Allusive, elusive and by turns funny, romantic and tragic, Kranti Kanadé's CRD is a film tuned to the pitch of the artist's heart. Starting out as a comedy about competitive theater students before expanding into something harder to classify by normal genre standards, it offers insight into the creative process and the motivations that drive (specifically) theater artists. It's a valuable piece of work, if also one that appeals exclusively to drama-club nerds who get jokes about the Bachchan family. (There is a running bit about Indian cinema legend Amitabh Bachchan, who appears in a clip, and his well-liked but less revered son Abhishek, and it eventually coalesces into a really quite lovely philosophical epigraph — but the film does require that you know who they are, which may be limiting.)
CRD's best quality is the way cinematographer Daniel Katz's colors and judicious use of lens flare complement the opaque musings about theater and love that constitute the film's text.
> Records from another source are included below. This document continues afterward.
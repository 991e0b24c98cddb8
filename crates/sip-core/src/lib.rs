//! Ordering domain types and logic for the SipMenu storefront client.
//!
//! This crate is the pure core of the ordering client:
//!
//! - **Catalog**: products with configurable option groups, as served
//!   by the menu endpoint
//! - **Configurator**: a per-product editing session that validates
//!   selections and computes the unit price
//! - **Cart**: line items, identity keys, and the pure cart reducer
//! - **Checkout**: wire types for the remote pricing and order services
//!
//! Everything here is synchronous and side-effect free. Persistence
//! lives in `sip-cart`; the remote collaborators live behind the
//! traits in `sip-checkout`.

pub mod cart;
pub mod catalog;
pub mod checkout;
pub mod configurator;
pub mod error;
pub mod ids;
pub mod money;

pub use error::MenuError;
pub use ids::*;
pub use money::{Currency, Money};

/// Prelude for convenient imports.
pub mod prelude {
    pub use crate::error::MenuError;
    pub use crate::ids::*;
    pub use crate::money::{Currency, Money};

    // Catalog
    pub use crate::catalog::{Category, Menu, OptionGroup, OptionValue, Product, SelectionMode};

    // Configurator
    pub use crate::configurator::Configurator;

    // Cart
    pub use crate::cart::{line_key, reduce, CartAction, CartState, DisplaySnapshot, LineItem};

    // Checkout
    pub use crate::checkout::{
        CustomerInfo, DeliveryMethod, OrderItem, OrderReceipt, OrderRequest, PaymentMethod,
        PriceQuote, PricingRequest,
    };
}
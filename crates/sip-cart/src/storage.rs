//! Durable storage backends for the cart snapshot.
//!
//! The session keeps exactly one serialized record under a fixed key,
//! shaped `{items, item_count, total_price}`. The trait is the seam
//! that keeps [`crate::CartStore`] unit-testable without touching the
//! filesystem.

use crate::error::StorageError;
use sip_core::cart::CartState;
use std::cell::RefCell;
use std::io::ErrorKind;
use std::path::{Path, PathBuf};
use std::rc::Rc;

/// Fixed name of the durable cart record.
pub const CART_STORAGE_KEY: &str = "cart";

/// Durable storage for the cart snapshot.
///
/// `load` distinguishes "no record" (`Ok(None)`) from a read or parse
/// failure (`Err`); the store treats both as an empty cart, but the
/// failure case is logged.
pub trait CartStorage {
    /// Read the stored snapshot, if any.
    fn load(&self) -> Result<Option<CartState>, StorageError>;

    /// Write the snapshot, replacing any previous record.
    fn save(&self, state: &CartState) -> Result<(), StorageError>;

    /// Erase the record entirely.
    fn clear(&self) -> Result<(), StorageError>;
}

/// File-backed storage: one JSON record at a fixed path.
pub struct JsonFileStorage {
    path: PathBuf,
}

impl JsonFileStorage {
    /// Create storage writing to the given file path.
    pub fn new(path: impl Into<PathBuf>) -> Self {
        Self { path: path.into() }
    }

    /// Create storage using the conventional record name under a
    /// directory (`<dir>/cart.json`).
    pub fn in_dir(dir: impl AsRef<Path>) -> Self {
        Self::new(dir.as_ref().join(format!("{}.json", CART_STORAGE_KEY)))
    }
}

impl CartStorage for JsonFileStorage {
    fn load(&self) -> Result<Option<CartState>, StorageError> {
        let raw = match std::fs::read_to_string(&self.path) {
            Ok(raw) => raw,
            Err(e) if e.kind() == ErrorKind::NotFound => return Ok(None),
            Err(e) => return Err(e.into()),
        };
        let state = serde_json::from_str(&raw)?;
        Ok(Some(state))
    }

    fn save(&self, state: &CartState) -> Result<(), StorageError> {
        let raw = serde_json::to_string(state)?;
        std::fs::write(&self.path, raw)?;
        Ok(())
    }

    fn clear(&self) -> Result<(), StorageError> {
        match std::fs::remove_file(&self.path) {
            Ok(()) => Ok(()),
            Err(e) if e.kind() == ErrorKind::NotFound => Ok(()),
            Err(e) => Err(e.into()),
        }
    }
}

/// Shared handle to an in-memory record, for inspection in tests.
pub type SharedRecord = Rc<RefCell<Option<String>>>;

/// In-memory storage holding the serialized record.
///
/// Keeps the snapshot as its serialized string so tests can corrupt
/// it and exercise the hydration fallback.
#[derive(Default)]
pub struct MemoryStorage {
    record: SharedRecord,
}

impl MemoryStorage {
    /// Create empty in-memory storage.
    pub fn new() -> Self {
        Self::default()
    }

    /// A handle to the underlying record, usable after the storage
    /// has been boxed into a store.
    pub fn handle(&self) -> SharedRecord {
        Rc::clone(&self.record)
    }
}

impl CartStorage for MemoryStorage {
    fn load(&self) -> Result<Option<CartState>, StorageError> {
        match self.record.borrow().as_deref() {
            Some(raw) => Ok(Some(serde_json::from_str(raw)?)),
            None => Ok(None),
        }
    }

    fn save(&self, state: &CartState) -> Result<(), StorageError> {
        let raw = serde_json::to_string(state)?;
        *self.record.borrow_mut() = Some(raw);
        Ok(())
    }

    fn clear(&self) -> Result<(), StorageError> {
        *self.record.borrow_mut() = None;
        Ok(())
    }
}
Written by director Kanadé and playwright Dharmakirti Sumant, CRD makes explicit the contrast between a rigid style of naturalistic, politically didactic mode of theater in which everything is spelled out and literally lived, and a more fluid, harder-to-define form that the film itself implicitly endorses, a kind of personal work that can be what it may.
If CRD has a fault, it's in being content to remain entirely within the specific milieu of competitive collegiate drama. There are insights in its script, and its craft is sufficiently skillful that Kanadé and Sumant could have explored further afield had they so chosen. But they didn’t, and that's not necessarily a bad thing.